Rheumatoid arthritis (RA) is an autoimmune disorder characterized by synovial hyperplasia and pannus formation, which serves as its primary pathological feature and may ultimately result in joint deformities. Lysyl oxidase (LOX) is involved in the formation and remodeling of the extracellular matrix, but its role in RA is not yet clear. This study aims to investigate the mechanism of lysyl oxidase (LOX) in synovial hyperplasia and pannus formation associated with rheumatoid arthritis (RA). Synovial, serum, and synovial fluid samples are collected from RA, osteoarthritis (OA), and knee injury patients and subsequently analyzed via HE staining, immunohistochemistry, and ELISA. Compared with those of the OA and injury groups, the RA synovium presents increased thickness, disorganized cell layers, increased microvascular density (MVD), and elevated LOX expression. Moreover, LOX levels are positively correlated with the MVD. Both synovial fluid and fibroblast-like synoviocytes (FLSs) derived from RA patients present significantly elevated concentrations of LOX. In vitro experiments reveal that LOX dose-dependently promotes the proliferation of FLSs derived from both RA patients and healthy individuals (MH7A/HFLS) by accelerating S/M-phase cell cycle progression while simultaneously stimulating angiogenesis in human umbilical vein endothelial cells (HUVECs). In contrast, the LOX inhibitor BAPN suppresses these effects.

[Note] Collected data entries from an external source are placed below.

use shared_types::*;
use std::fs;
use std::path::Path;
use ts_rs::TS;

fn main() -> Result<(), Box<dyn std::error::Error>> {
    // Generate TypeScript definitions for the mobile app
    let mut types = Vec::new();

    // Lead types
    types.push(clean_type(Lead::export_to_string()?));
    types.push(clean_type(LeadStatus::export_to_string()?));
    types.push(clean_type(LeadPriority::export_to_string()?));
    types.push(clean_type(CreateLeadRequest::export_to_string()?));
    types.push(clean_type(UpdateLeadRequest::export_to_string()?));
    types.push(clean_type(ListLeadsRequest::export_to_string()?));
    types.push(clean_type(LeadsResponse::export_to_string()?));
    types.push(clean_type(T9SearchRequest::export_to_string()?));

    // Note types
    types.push(clean_type(Note::export_to_string()?));
    types.push(clean_type(NoteTag::export_to_string()?));
    types.push(clean_type(CreateNoteRequest::export_to_string()?));
    types.push(clean_type(UpdateNoteRequest::export_to_string()?));
    types.push(clean_type(ListNotesRequest::export_to_string()?));
    types.push(clean_type(NotesResponse::export_to_string()?));

    // Contact types
    types.push(clean_type(Contact::export_to_string()?));
    types.push(clean_type(ContactCategory::export_to_string()?));
    types.push(clean_type(CreateContactRequest::export_to_string()?));
    types.push(clean_type(ListContactsRequest::export_to_string()?));
    types.push(clean_type(ContactsResponse::export_to_string()?));
    types.push(clean_type(FavoriteToggledResponse::export_to_string()?));

    // Call log types
    types.push(clean_type(CallLog::export_to_string()?));
    types.push(clean_type(CallDirection::export_to_string()?));
    types.push(clean_type(CallStatus::export_to_string()?));
    types.push(clean_type(CallOutcome::export_to_string()?));
    types.push(clean_type(CreateCallLogRequest::export_to_string()?));
    types.push(clean_type(ListCallLogsRequest::export_to_string()?));
    types.push(clean_type(CallSummary::export_to_string()?));
    types.push(clean_type(CallLogsResponse::export_to_string()?));
    types.push(clean_type(MatchConfidence::export_to_string()?));
    types.push(clean_type(PhoneMatchRequest::export_to_string()?));
    types.push(clean_type(PhoneMatchResponse::export_to_string()?));

    // Permission types
    types.push(clean_type(PermissionId::export_to_string()?));
    types.push(clean_type(PermissionStatus::export_to_string()?));
    types.push(clean_type(PromptRemedy::export_to_string()?));
    types.push(clean_type(PermissionPrompt::export_to_string()?));
    types.push(clean_type(GateDecision::export_to_string()?));
    types.push(clean_type(BatchOutcome::export_to_string()?));
    types.push(clean_type(PermissionPolicy::export_to_string()?));
    types.push(clean_type(SettingsResponse::export_to_string()?));

    types.push(clean_type(ErrorResponse::export_to_string()?));

    let output_dir = Path::new("../mobile/src/api-types");
    fs::create_dir_all(output_dir)?;

    let output_path = output_dir.join("types.ts");
    let output = types.join("\n\n");

    fs::write(&output_path, output)?;
    println!("Generated TypeScript types in {}", output_path.display());

    Ok(())
}

fn clean_type(mut type_def: String) -> String {
    type_def.retain(|c| c != '\r');

    // Everything lands in one file, so cross-type imports are dropped
    let filtered: Vec<&str> = type_def
        .lines()
        .filter(|line| {
            let trimmed = line.trim();
            !trimmed.starts_with("import type")
                && !trimmed.starts_with("// This file was generated")
                && !trimmed.starts_with("/* This file was generated")
        })
        .collect();

    format!("{}\n", filtered.join("\n").trim())
}
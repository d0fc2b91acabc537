use anyhow::Result;
use async_trait::async_trait;

use crate::filter::ListEntity;

pub const DEFAULT_PAGE_SIZE: usize = 100;

#[derive(Debug, Clone, Copy, PartialEq, Eq)]
pub struct Page {
    pub limit: usize,
    pub offset: usize,
}

impl Default for Page {
    fn default() -> Self {
        Self {
            limit: DEFAULT_PAGE_SIZE,
            offset: 0,
        }
    }
}

impl Page {
    pub fn new(limit: usize, offset: usize) -> Self {
        Self { limit, offset }
    }
}

/// Persistence collaborator a list store loads from (local database or remote API).
///
/// No ordering guarantee is made; stores that need an order sort explicitly.
#[async_trait]
pub trait EntitySource<E: ListEntity>: Send + Sync {
    async fn get_entities(&self, page: Page) -> Result<Vec<E>>;
}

Mechanistic analysis further reveals that LOX increases the phosphorylation of the PI3K-AKT signaling pathway, an effect that is reversible by BAPN. In conclusion, LOX may induce abnormal fibroblast proliferation and endothelial neovascularization via activation of the PI3K/AKT pathway, thus aggravating synovial hyperplasia and pathological membrane formation in RA. These findings provide a theoretical foundation for the development of targeted LOX treatments for RA.